[Saved data entries]
*** Begin section ***
//! Diff events emitted by the collection service.

use std::path::Path;

use serde::{Deserialize, Serialize};

use crate::domain::{PythonEnvCompleteInfo, are_same_env};

/// Change to the collection's cached snapshot.
#[derive(Debug, Clone, PartialEq, Eq, Serialize, Deserialize)]
#[serde(tag = "type", rename_all = "kebab-case")]
pub enum EnvCollectionEvent {
    /// A reconciliation pass is about to report changes; derived indexes
    /// may be rebuilt from scratch. Carries no change to the snapshot itself.
    ClearAll,
    Add { env: PythonEnvCompleteInfo },
    Update {
        old: PythonEnvCompleteInfo,
        new: PythonEnvCompleteInfo,
    },
    Remove { old: PythonEnvCompleteInfo },
}

impl EnvCollectionEvent {
    pub const fn event_name(&self) -> &'static str {
        match self {
            Self::ClearAll => "envs:clear-all",
            Self::Add { .. } => "envs:add",
            Self::Update { .. } => "envs:update",
            Self::Remove { .. } => "envs:remove",
        }
    }

    /// Interpreter path the event concerns, if any.
    pub fn path(&self) -> Option<&Path> {
        match self {
            Self::ClearAll => None,
            Self::Add { env } => Some(env.filename()),
            Self::Update { new, .. } => Some(new.filename()),
            Self::Remove { old } => Some(old.filename()),
        }
    }
}

/// Apply `event` to a mirrored snapshot.
///
/// Replaying every event of a refresh, in order, onto the pre-refresh list
/// reproduces the post-refresh list.
pub fn apply_collection_event(envs: &mut Vec<PythonEnvCompleteInfo>, event: &EnvCollectionEvent) {
    let position = |envs: &[PythonEnvCompleteInfo], target: &PythonEnvCompleteInfo| {
        envs.iter()
            .position(|e| e.filename() == target.filename())
            .or_else(|| {
                envs.iter()
                    .position(|e| are_same_env(e, target, false) == Some(true))
            })
    };
    match event {
        EnvCollectionEvent::ClearAll => {}
        EnvCollectionEvent::Add { env } => envs.push(env.clone()),
        EnvCollectionEvent::Update { old, new } => match position(envs, old) {
            Some(index) => envs[index] = new.clone(),
            None => envs.push(new.clone()),
        },
        EnvCollectionEvent::Remove { old } => {
            if let Some(index) = position(envs, old) {
                envs.remove(index);
            }
        }
    }
}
*** End section ***
**What to do**
Each line of the records with the word "path" in it is to be copied.

**The completed task**
use std::path::Path;
    /// Interpreter path the event concerns, if any.
    pub fn path(&self) -> Option<&Path> {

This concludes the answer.